Choice of time horizon critical in estimating costs and effects of changes to HIV programmes

Background: Uganda changed its antiretroviral therapy guidelines in 2014, increasing the CD4 threshold for antiretroviral therapy initiation from 350 cells/µl to 500 cells/µl. We investigate what effect this change in policy is likely to have on HIV incidence, morbidity, and programme costs, and estimate the cost-effectiveness of the change over different time horizons. Methods: We used a complex individual-based model of HIV transmission and antiretroviral therapy scale-up in Uganda. 100 model fits were generated by fitting the model to 51 demographic, sexual behaviour, and epidemiological calibration targets, varying 96 input parameters, using history matching with model emulation. An additional 19 cost and disability weight parameters were varied during the analysis of the model results. For each model fit, the model was run to 2030, with and without the change in threshold to 500 cells/µl. Results: The change in threshold led to a 9.7% (90% plausible range: 4.3%-15.0%) reduction in incidence in 2030, and averted 278,944 (118,452-502,790) DALYs, at a total cost of $28M (-$142M to +$195M). The cost per disability adjusted life year (DALY) averted fell over time, from $3238 (-$125 to +$29,969) in 2014 to $100 (-$499 to +$785) in 2030. The change in threshold was cost-effective (cost <3×Uganda's per capita GDP per DALY averted) by 2018, and highly cost-effective (cost <Uganda's per capita GDP per DALY averted) by 2022, for more than 50% of parameter sets.

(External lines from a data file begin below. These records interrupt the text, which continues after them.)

impl Command {
    /// Decode the body of `request` for `opcode`.
    pub fn decode(opcode: Opcode, request: &Request) -> Result<Self, Failure> {
        use Opcode::*;

        let command = match opcode {
            Get | GetQ | GetK | GetKQ => {
                require_key(request)?;
                require_extras(request, &[0])?;
                Command::Get
            }
            GetReplica => {
                require_key(request)?;
                Command::GetReplica
            }
            GetLocked => {
                require_key(request)?;
                require_extras(request, &[0, 4])?;
                let lock_time = if request.extras.is_empty() {
                    0
                } else {
                    request.extras.clone().get_u32()
                };
                Command::GetLocked { lock_time }
            }
            Touch | Gat | GatQ => {
                require_key(request)?;
                require_extras(request, &[4])?;
                let expiry = request.extras.clone().get_u32();
                if opcode == Touch {
                    Command::Touch { expiry }
                } else {
                    Command::GetAndTouch { expiry }
                }
            }
            UnlockKey => {
                require_key(request)?;
                Command::Unlock
            }
            GetRandomKey => Command::GetRandomKey,
            Set | SetQ | Add | AddQ | Replace | ReplaceQ => {
                require_key(request)?;
                require_extras(request, &[8])?;
                let mut extras = request.extras.clone();
                let flags = extras.get_u32();
                let expiry = extras.get_u32();
                let mode = match opcode.to_non_quiet() {
                    Add => StoreMode::Add,
                    Replace => StoreMode::Replace,
                    _ => StoreMode::Set,
                };
                Command::Store { mode, flags, expiry }
            }
            Append | AppendQ | Prepend | PrependQ => {
                require_key(request)?;
                require_extras(request, &[0])?;
                Command::Concat {
                    prepend: opcode.to_non_quiet() == Prepend,
                }
            }
            Delete | DeleteQ => {
                require_key(request)?;
                require_extras(request, &[0])?;
                Command::Delete
            }
            Increment | IncrementQ | Decrement | DecrementQ => {
                require_key(request)?;
                require_extras(request, &[20])?;
                let mut extras = request.extras.clone();
                Command::Arithmetic {
                    increment: opcode.to_non_quiet() == Increment,
                    delta: extras.get_u64(),
                    initial: extras.get_u64(),
                    expiry: extras.get_u32(),
                }
            }
            Observe => Command::Observe {
                keys: decode_observe_keys(&request.value)?,
            },
            ObserveSeqno => {
                if request.value.len() != 8 {
                    return Err(Failure::new(ErrorCode::Einval).with_context("expected 8 byte uuid"));
                }
                Command::ObserveSeqno {
                    uuid: request.value.clone().get_u64(),
                }
            }
            Noop => Command::Noop,
            Version => Command::Version,
            Verbosity => Command::Verbosity,
            Quit | QuitQ => Command::Quit,
            Flush | FlushQ => Command::Flush,
            Stat => Command::Stat {
                group: request.key_str(),
            },
            Hello => {
                if request.value.len() % 2 != 0 {
                    return Err(Failure::new(ErrorCode::Einval).with_context("odd feature list"));
                }
                let features = request
                    .value
                    .chunks_exact(2)
                    .map(|c| u16::from_be_bytes([c[0], c[1]]))
                    .collect();
                Command::Hello {
                    agent: request.key_str(),
                    features,
                }
            }
            SaslListMechs => Command::SaslListMechs,
            SaslAuth => Command::SaslAuth {
                mechanism: request.key_str(),
                payload: request.value.clone(),
            },
            SaslStep => Command::SaslStep,
            GetErrorMap => {
                if request.value.len() != 2 {
                    return Err(Failure::new(ErrorCode::Einval).with_context("expected 2 byte version"));
                }
                Command::GetErrorMap {
                    version: request.value.clone().get_u16(),
                }
            }
            GetClusterConfig => Command::GetClusterConfig,
            SelectBucket => {
                require_key(request)?;
                Command::SelectBucket {
                    name: request.key_str(),
                }
            }
            SubdocMultiLookup | SubdocMultiMutation => {
                require_key(request)?;
                Command::SubdocMulti(MultiRequest::decode(opcode, request)?)
            }
            SubdocGet | SubdocExists | SubdocDictAdd | SubdocDictUpsert | SubdocDelete
            | SubdocReplace | SubdocArrayPushLast | SubdocArrayPushFirst | SubdocArrayInsert
            | SubdocArrayAddUnique | SubdocCounter | SubdocGetCount => {
                require_key(request)?;
                Command::Subdoc(SubdocRequest::decode(opcode, request)?)
            }
        };
        Ok(command)
    }

    /// Commands that only make sense for vbucket-aware buckets.
    pub fn requires_vbuckets(&self) -> bool {
        matches!(
            self,
            Command::GetReplica
                | Command::GetLocked { .. }
                | Command::Unlock
                | Command::Observe { .. }
                | Command::ObserveSeqno { .. }
                | Command::GetClusterConfig
                | Command::GetRandomKey
        )
    }
}
//! Retrieval commands: get and its variants, touch, get-and-lock, unlock and
//! random key.
//!
//! Quiet gets (`GETQ`, `GETKQ`, `GATQ`) report a miss as `KEY_ENOENT`; the
//! dispatcher drops that response before it reaches the wire.

use rand::seq::SliceRandom;

use super::{Context, Failure, HandlerResult, Reply};
use crate::adapters::memcached::{Opcode, Response};
use crate::core::error::ErrorCode;
use crate::storage::{Access, Item};

/// GET, GETQ, GETK and GETKQ.
pub fn get(ctx: &Context<'_>) -> HandlerResult {
    let cache = ctx.cache(Access::Owner)?;
    let item = ctx
        .storage()
        .apply(cache.get(&ctx.key_spec()))
        .ok_or(ErrorCode::KeyEnoent)?;
    let cas = item.visible_cas(cache.now());
    Ok(Reply::One(item_response(ctx, &item, cas)))
}

/// Read from the active copy or any replica. The active node answers too,
/// so a client that only knows the map can ask any copy holder.
pub fn get_replica(ctx: &Context<'_>) -> HandlerResult {
    let cache = ctx.cache(Access::OwnerOrReplica)?;
    let item = ctx
        .storage()
        .apply(cache.get(&ctx.key_spec()))
        .ok_or(ErrorCode::KeyEnoent)?;
    let cas = item.visible_cas(cache.now());
    Ok(Reply::One(item_response(ctx, &item, cas)))
}

/// GETL. The returned CAS is the only one that unlocks the item.
pub fn get_locked(ctx: &Context<'_>, lock_time: u32) -> HandlerResult {
    let cache = ctx.cache(Access::Owner)?;
    let item = ctx.storage().apply(cache.lock(&ctx.key_spec(), lock_time))?;
    tracing::trace!(key = %item.key_spec, cas = item.cas, "item locked");
    Ok(Reply::One(item_response(ctx, &item, item.cas)))
}

/// TOUCH answers with the new CAS only.
pub fn touch(ctx: &Context<'_>, expiry: u32) -> HandlerResult {
    let cache = ctx.cache(Access::Owner)?;
    let item = ctx
        .storage()
        .apply(cache.touch(&ctx.key_spec(), ctx.expiry(expiry)))?;
    Ok(Reply::One(ctx.response().with_cas(item.cas)))
}

/// GAT and GATQ.
pub fn get_and_touch(ctx: &Context<'_>, expiry: u32) -> HandlerResult {
    let cache = ctx.cache(Access::Owner)?;
    let item = ctx
        .storage()
        .apply(cache.touch(&ctx.key_spec(), ctx.expiry(expiry)))?;
    Ok(Reply::One(item_response(ctx, &item, item.cas)))
}

pub fn unlock(ctx: &Context<'_>) -> HandlerResult {
    let cache = ctx.cache(Access::Owner)?;
    ctx.storage()
        .apply(cache.unlock(&ctx.key_spec(), ctx.request.header.cas))?;
    Ok(Reply::One(ctx.response()))
}

/// Any live item this node is active for.
pub fn random_key(ctx: &Context<'_>) -> HandlerResult {
    let items = ctx.storage().owned_items();
    let item = items
        .choose(&mut rand::thread_rng())
        .ok_or_else(|| Failure::new(ErrorCode::KeyEnoent))?;
    let cas = item.visible_cas(ctx.storage().cache().now());
    Ok(Reply::One(
        item_response(ctx, item, cas).with_key(item.key_spec.key.clone()),
    ))
}

/// Response carrying an item's flags, value and CAS.
fn item_response(ctx: &Context<'_>, item: &Item, cas: u64) -> Response {
    let response = ctx
        .response()
        .with_cas(cas)
        .with_extras(item.flags.to_be_bytes().to_vec())
        .with_datatype(ctx.item_datatype(item))
        .with_value(item.value.clone());
    match ctx.opcode {
        Opcode::GetK | Opcode::GetKQ | Opcode::GetReplica => response.with_key(item.key_spec.key.clone()),
        _ => response,
    }
}

#[cfg(test)]
mod tests {
    use super::super::test_support::*;
    use crate::adapters::memcached::{Opcode, Request};
    use crate::core::config::BucketType;
    use crate::core::error::ErrorCode;
    use crate::storage::LOCKED_CAS;

    fn getl(key: &str, lock_time: u32) -> Request {
        Request::new(Opcode::GetLocked)
            .with_key(key.to_string())
            .with_extras(lock_time.to_be_bytes().to_vec())
    }

    #[test]
    fn test_get_returns_flags_and_key() {
        let dispatcher = dispatcher();
        let mut session = dispatcher.session();
        let store = Request::new(Opcode::Set)
            .with_key("k")
            .with_extras(vec![0, 0, 0, 42, 0, 0, 0, 0])
            .with_value("v");
        call(&dispatcher, &mut session, store);

        let get = call(&dispatcher, &mut session, Request::new(Opcode::Get).with_key("k"));
        assert_eq!(get.extras, vec![0u8, 0, 0, 42]);
        assert!(get.key.is_empty());

        let getk = call(&dispatcher, &mut session, Request::new(Opcode::GetK).with_key("k"));
        assert_eq!(getk.key, "k");
        assert_eq!(getk.value, "v");
    }

    #[test]
    fn test_lock_and_unlock() {
        let dispatcher = dispatcher();
        let mut session = dispatcher.session();
        call(&dispatcher, &mut session, set("k", "v"));

        let locked = call(&dispatcher, &mut session, getl("k", 10));
        assert!(locked.is_success());
        assert_ne!(locked.cas, LOCKED_CAS);

        let get = call(&dispatcher, &mut session, Request::new(Opcode::Get).with_key("k"));
        assert_eq!(get.cas, LOCKED_CAS);

        assert_eq!(call(&dispatcher, &mut session, set("k", "x")).status, ErrorCode::KeyEexists);
        assert_eq!(call(&dispatcher, &mut session, getl("k", 10)).status, ErrorCode::Etmpfail);

        let bad = Request::new(Opcode::UnlockKey).with_key("k").with_cas(locked.cas + 1);
        assert_eq!(call(&dispatcher, &mut session, bad).status, ErrorCode::Etmpfail);
        let good = Request::new(Opcode::UnlockKey).with_key("k").with_cas(locked.cas);
        assert!(call(&dispatcher, &mut session, good).is_success());
        assert!(call(&dispatcher, &mut session, set("k", "x")).is_success());
    }

    #[test]
    fn test_set_with_lock_cas_unlocks() {
        let dispatcher = dispatcher();
        let mut session = dispatcher.session();
        call(&dispatcher, &mut session, set("k", "v"));
        let locked = call(&dispatcher, &mut session, getl("k", 10));
        let update = set("k", "w").with_cas(locked.cas);
        assert!(call(&dispatcher, &mut session, update).is_success());
        let get = call(&dispatcher, &mut session, Request::new(Opcode::Get).with_key("k"));
        assert_ne!(get.cas, LOCKED_CAS);
    }

    #[test]
    fn test_touch_and_gat() {
        let dispatcher = dispatcher();
        let mut session = dispatcher.session();
        let stored = call(&dispatcher, &mut session, set("k", "v"));

        let touch = Request::new(Opcode::Touch).with_key("k").with_extras(vec![0, 0, 0, 100]);
        let touched = call(&dispatcher, &mut session, touch);
        assert!(touched.is_success());
        assert!(touched.value.is_empty());
        assert!(touched.cas >= stored.cas);

        let gat = Request::new(Opcode::Gat).with_key("k").with_extras(vec![0, 0, 0, 100]);
        assert_eq!(call(&dispatcher, &mut session, gat).value, "v");

        let gatq = Request::new(Opcode::GatQ).with_key("nope").with_extras(vec![0, 0, 0, 1]);
        assert!(dispatcher.dispatch(&mut session, &gatq).unwrap().responses.is_empty());
    }

    #[test]
    fn test_get_replica() {
        let bucket = bucket_with(BucketType::Couchbase, "");
        let owner_dispatcher = dispatcher_for(bucket.clone());
        let mut session = owner_dispatcher.session();
        call(&owner_dispatcher, &mut session, set("k", "v"));

        let info = bucket.map().get(0).unwrap();
        let replica = info.replicas[0];
        let replica_dispatcher = super::super::Dispatcher::new(bucket.clone(), bucket.nodes()[replica].clone());
        let mut session = replica_dispatcher.session();

        let got = call(&replica_dispatcher, &mut session, Request::new(Opcode::GetReplica).with_key("k"));
        assert_eq!(got.value, "v");
        assert_eq!(got.key, "k");

        let plain = call(&replica_dispatcher, &mut session, Request::new(Opcode::Get).with_key("k"));
        assert_eq!(plain.status, ErrorCode::NotMyVbucket);
    }

    #[test]
    fn test_get_replica_served_by_active_node() {
        let dispatcher = dispatcher();
        let mut session = dispatcher.session();
        call(&dispatcher, &mut session, set("k", "v"));

        let got = call(&dispatcher, &mut session, Request::new(Opcode::GetReplica).with_key("k"));
        assert!(got.is_success());
        assert_eq!(got.value, "v");
        assert_eq!(got.key, "k");

        let missing = call(&dispatcher, &mut session, Request::new(Opcode::GetReplica).with_key("nope"));
        assert_eq!(missing.status, ErrorCode::KeyEnoent);
    }

    #[test]
    fn test_random_key() {
        let bucket = bucket_with(BucketType::Couchbase, "");
        let dispatcher = dispatcher_for(bucket);
        let mut session = dispatcher.session();
        let random = Request::new(Opcode::GetRandomKey);
        assert_eq!(call(&dispatcher, &mut session, random.clone()).status, ErrorCode::KeyEnoent);

        call(&dispatcher, &mut session, set("only", "v"));
        let got = call(&dispatcher, &mut session, random);
        assert_eq!(got.key, "only");
        assert_eq!(got.value, "v");
    }
}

Conclusions: Model results suggest that the change in threshold is unlikely to have been cost-effective to date, but is likely to be highly cost-effective in Uganda by 2030. The time horizon needs to be chosen carefully when projecting intervention effects. Large amounts of uncertainty in our results demonstrates the need to comprehensively incorporate uncertainties in model parameterisation.